**Exercise:** Write out each line of the entries below that holds the word "prologue".
[Source information — start]
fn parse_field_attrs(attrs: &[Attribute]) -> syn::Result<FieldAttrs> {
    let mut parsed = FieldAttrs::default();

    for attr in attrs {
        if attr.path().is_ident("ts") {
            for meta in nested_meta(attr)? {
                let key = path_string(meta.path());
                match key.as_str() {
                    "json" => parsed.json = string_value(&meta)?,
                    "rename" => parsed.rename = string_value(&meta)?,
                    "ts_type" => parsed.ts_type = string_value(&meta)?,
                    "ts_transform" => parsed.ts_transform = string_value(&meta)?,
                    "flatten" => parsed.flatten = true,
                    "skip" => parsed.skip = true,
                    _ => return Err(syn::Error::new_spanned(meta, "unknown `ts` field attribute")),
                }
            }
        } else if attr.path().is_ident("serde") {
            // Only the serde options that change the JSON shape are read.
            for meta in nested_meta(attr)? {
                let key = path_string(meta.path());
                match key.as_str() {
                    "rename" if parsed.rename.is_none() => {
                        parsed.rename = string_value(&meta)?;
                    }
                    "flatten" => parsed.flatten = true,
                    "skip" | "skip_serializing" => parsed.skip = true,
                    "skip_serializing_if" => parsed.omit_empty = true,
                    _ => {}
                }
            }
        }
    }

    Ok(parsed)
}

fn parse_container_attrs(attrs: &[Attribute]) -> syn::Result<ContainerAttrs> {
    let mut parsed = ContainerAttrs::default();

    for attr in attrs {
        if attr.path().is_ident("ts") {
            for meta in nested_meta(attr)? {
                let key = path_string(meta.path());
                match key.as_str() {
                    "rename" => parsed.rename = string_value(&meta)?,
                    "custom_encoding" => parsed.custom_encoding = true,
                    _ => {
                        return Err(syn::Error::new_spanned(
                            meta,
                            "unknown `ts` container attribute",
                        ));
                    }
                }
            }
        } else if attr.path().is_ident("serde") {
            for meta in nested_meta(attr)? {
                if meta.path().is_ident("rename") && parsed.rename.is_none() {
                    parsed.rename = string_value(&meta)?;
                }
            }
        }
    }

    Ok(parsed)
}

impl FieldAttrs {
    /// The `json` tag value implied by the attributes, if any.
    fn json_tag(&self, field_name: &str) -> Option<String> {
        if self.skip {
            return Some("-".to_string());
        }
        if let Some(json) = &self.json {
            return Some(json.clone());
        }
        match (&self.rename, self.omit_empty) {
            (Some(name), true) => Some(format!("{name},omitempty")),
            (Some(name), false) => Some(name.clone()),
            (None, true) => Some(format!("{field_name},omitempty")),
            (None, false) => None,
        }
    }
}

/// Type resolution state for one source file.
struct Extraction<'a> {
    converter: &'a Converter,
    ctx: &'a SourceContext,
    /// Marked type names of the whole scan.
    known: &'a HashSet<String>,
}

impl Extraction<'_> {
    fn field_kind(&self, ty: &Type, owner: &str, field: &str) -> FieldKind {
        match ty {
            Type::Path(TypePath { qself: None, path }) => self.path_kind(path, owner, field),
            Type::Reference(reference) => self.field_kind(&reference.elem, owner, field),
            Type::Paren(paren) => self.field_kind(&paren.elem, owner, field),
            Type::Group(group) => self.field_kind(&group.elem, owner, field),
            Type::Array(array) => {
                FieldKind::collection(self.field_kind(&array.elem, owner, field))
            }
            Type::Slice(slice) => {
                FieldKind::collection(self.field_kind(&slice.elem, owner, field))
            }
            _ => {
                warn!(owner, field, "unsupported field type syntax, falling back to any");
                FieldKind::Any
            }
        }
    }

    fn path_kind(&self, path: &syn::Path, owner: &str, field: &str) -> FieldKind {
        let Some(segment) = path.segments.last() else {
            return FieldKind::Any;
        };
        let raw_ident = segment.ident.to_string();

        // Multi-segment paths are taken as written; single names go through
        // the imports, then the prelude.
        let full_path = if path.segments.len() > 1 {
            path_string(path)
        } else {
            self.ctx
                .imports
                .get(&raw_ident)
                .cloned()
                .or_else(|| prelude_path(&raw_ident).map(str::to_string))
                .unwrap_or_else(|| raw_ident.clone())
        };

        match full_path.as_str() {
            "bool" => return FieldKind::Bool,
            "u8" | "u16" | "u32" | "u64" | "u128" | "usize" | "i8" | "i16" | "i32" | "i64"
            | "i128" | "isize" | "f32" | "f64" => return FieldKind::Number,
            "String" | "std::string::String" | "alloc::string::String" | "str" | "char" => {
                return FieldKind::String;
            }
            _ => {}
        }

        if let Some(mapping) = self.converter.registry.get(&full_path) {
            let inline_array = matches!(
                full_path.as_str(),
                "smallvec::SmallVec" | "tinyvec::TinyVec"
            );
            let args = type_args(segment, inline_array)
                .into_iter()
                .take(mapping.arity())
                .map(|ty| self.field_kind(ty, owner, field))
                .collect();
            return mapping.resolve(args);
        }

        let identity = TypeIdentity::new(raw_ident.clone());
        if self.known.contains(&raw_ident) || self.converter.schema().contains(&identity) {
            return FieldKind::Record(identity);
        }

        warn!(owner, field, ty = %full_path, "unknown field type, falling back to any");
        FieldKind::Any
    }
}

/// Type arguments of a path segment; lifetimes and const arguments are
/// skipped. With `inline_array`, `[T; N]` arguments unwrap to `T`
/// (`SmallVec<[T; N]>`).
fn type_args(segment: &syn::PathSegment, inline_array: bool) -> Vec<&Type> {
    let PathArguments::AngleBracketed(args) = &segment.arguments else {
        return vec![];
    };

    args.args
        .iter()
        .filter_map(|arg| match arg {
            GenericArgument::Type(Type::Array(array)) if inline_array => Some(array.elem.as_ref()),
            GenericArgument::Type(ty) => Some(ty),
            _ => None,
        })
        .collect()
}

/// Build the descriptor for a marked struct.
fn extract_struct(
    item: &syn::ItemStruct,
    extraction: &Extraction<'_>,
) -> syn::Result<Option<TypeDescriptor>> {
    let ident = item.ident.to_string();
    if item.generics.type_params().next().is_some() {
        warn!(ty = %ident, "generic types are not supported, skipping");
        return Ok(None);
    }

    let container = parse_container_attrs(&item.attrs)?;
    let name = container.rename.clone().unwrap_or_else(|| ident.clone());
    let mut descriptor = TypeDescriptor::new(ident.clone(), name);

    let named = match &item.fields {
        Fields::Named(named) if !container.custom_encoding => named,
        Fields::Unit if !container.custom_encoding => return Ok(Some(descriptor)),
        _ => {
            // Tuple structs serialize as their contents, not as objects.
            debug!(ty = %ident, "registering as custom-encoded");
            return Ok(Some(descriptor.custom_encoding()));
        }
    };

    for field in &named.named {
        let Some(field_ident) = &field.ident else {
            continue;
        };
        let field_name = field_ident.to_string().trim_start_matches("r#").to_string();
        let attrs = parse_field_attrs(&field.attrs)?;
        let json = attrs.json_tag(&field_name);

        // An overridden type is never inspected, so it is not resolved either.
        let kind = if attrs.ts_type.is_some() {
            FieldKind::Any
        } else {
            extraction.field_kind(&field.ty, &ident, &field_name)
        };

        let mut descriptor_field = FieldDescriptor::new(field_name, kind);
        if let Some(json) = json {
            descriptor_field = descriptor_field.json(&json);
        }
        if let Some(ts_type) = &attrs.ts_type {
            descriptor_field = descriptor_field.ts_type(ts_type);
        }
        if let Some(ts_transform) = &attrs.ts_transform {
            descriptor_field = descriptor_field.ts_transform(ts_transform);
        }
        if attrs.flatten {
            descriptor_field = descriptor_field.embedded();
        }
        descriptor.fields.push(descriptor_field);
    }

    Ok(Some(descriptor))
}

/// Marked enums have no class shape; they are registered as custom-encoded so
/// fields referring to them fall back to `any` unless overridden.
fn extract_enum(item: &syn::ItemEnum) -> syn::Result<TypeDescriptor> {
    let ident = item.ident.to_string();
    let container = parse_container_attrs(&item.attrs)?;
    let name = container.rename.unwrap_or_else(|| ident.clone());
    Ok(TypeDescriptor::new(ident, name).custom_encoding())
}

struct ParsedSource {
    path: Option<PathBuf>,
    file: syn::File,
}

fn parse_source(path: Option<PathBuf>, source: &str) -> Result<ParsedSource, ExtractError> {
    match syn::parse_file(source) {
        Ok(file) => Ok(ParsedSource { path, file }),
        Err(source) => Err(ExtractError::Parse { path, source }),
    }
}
[Source information — finish]
[Source information — start]
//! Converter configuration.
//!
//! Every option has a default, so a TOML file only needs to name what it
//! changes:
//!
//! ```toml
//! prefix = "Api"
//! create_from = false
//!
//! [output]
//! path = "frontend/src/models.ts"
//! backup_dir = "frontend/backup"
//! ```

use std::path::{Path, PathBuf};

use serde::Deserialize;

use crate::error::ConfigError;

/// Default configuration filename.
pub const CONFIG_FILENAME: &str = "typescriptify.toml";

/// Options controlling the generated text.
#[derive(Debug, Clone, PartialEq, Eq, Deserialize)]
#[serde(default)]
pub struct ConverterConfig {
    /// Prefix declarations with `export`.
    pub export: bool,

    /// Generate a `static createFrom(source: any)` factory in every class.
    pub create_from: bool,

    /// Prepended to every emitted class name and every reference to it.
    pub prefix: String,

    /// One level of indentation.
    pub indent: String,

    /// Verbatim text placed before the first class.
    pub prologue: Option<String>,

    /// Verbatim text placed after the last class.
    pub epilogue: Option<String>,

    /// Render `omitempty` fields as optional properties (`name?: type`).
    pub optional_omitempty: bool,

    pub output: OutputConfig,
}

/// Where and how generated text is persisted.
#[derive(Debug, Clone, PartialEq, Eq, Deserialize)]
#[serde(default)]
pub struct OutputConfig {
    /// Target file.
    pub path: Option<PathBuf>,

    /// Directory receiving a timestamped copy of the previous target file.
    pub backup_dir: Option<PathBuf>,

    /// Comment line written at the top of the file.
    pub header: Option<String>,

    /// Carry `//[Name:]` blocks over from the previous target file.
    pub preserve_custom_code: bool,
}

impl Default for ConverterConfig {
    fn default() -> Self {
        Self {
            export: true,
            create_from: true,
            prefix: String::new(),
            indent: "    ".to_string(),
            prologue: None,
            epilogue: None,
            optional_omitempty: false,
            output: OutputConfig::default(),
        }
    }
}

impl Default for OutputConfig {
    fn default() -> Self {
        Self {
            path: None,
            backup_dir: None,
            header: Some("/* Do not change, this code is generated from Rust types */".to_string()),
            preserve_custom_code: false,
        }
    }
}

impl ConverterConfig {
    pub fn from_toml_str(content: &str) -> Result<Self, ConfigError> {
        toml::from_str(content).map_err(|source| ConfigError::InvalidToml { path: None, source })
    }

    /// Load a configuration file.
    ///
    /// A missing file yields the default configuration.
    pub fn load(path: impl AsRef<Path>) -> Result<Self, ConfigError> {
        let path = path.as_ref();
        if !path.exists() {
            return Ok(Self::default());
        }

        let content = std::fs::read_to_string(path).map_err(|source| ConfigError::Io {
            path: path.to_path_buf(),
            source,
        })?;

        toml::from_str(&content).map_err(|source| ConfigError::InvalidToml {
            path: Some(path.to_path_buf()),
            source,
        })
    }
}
[Source information — finish]
[Source information — start]
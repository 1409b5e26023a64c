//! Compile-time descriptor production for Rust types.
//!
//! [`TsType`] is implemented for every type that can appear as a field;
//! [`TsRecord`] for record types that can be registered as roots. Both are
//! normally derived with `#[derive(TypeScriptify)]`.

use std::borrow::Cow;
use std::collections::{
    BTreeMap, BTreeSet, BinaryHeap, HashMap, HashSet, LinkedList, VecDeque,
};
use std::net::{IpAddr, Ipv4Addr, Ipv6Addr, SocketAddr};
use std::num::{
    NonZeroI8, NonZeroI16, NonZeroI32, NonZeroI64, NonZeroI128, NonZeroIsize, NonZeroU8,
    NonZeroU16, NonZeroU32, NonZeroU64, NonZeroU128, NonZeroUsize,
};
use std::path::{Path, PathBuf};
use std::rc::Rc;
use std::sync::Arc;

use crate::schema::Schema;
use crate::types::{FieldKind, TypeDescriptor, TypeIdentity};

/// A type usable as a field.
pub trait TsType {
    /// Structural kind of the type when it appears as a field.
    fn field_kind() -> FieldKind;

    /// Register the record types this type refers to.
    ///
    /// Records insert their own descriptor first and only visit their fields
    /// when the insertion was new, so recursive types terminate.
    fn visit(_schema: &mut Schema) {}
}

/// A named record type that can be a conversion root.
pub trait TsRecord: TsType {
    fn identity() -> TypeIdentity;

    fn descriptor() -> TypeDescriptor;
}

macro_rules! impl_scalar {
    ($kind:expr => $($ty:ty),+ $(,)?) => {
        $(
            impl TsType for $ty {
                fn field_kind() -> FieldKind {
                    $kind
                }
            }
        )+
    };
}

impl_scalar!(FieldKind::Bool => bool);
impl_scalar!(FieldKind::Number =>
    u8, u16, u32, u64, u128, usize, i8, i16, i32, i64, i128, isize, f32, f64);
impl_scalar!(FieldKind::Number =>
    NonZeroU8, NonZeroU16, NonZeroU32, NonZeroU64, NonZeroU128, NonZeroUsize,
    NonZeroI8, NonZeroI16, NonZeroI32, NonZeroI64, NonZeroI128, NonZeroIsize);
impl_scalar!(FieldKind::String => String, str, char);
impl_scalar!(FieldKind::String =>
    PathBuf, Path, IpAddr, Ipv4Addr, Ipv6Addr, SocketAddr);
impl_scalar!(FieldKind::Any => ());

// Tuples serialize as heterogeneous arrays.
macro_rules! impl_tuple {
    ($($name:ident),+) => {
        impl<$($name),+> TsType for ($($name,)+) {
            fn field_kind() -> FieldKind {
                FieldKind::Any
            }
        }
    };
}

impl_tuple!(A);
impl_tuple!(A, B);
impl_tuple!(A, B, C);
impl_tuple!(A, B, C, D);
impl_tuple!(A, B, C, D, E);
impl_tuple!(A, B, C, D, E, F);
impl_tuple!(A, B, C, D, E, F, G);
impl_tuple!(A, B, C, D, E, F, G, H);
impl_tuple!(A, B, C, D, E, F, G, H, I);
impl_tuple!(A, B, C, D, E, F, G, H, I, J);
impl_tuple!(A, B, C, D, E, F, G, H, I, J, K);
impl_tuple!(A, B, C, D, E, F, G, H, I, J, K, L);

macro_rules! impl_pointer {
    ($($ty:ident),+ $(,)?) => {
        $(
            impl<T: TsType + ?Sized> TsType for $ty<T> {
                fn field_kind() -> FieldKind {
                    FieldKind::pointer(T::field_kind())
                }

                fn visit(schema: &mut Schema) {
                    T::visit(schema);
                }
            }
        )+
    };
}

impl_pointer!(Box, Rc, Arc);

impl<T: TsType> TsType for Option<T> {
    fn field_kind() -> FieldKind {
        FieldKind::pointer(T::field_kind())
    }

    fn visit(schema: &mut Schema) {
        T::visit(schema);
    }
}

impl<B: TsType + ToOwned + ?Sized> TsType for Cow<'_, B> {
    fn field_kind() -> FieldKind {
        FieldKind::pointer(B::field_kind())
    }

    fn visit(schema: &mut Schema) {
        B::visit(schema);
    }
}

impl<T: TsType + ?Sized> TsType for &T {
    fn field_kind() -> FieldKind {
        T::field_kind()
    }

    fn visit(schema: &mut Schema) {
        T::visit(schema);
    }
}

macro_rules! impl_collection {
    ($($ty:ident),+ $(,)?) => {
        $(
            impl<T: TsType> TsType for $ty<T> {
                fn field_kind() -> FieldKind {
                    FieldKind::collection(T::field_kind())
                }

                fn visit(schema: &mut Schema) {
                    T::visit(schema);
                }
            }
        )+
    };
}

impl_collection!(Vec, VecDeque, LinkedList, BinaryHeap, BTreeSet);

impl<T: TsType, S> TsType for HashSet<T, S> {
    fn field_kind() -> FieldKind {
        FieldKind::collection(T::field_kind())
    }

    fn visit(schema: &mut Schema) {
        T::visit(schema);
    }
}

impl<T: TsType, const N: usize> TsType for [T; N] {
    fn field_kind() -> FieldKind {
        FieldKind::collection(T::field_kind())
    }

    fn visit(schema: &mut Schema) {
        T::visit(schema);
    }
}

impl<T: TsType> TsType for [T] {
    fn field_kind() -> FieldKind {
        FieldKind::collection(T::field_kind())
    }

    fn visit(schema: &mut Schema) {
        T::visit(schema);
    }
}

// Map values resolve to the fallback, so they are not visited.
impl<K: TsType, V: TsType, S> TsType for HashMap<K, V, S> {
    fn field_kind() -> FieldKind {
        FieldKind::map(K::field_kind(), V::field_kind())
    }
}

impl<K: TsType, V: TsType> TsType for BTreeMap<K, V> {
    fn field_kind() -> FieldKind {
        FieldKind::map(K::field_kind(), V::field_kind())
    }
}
[Source information — finish]
**Response area:**
    pub prologue: Option<String>,
            prologue: None,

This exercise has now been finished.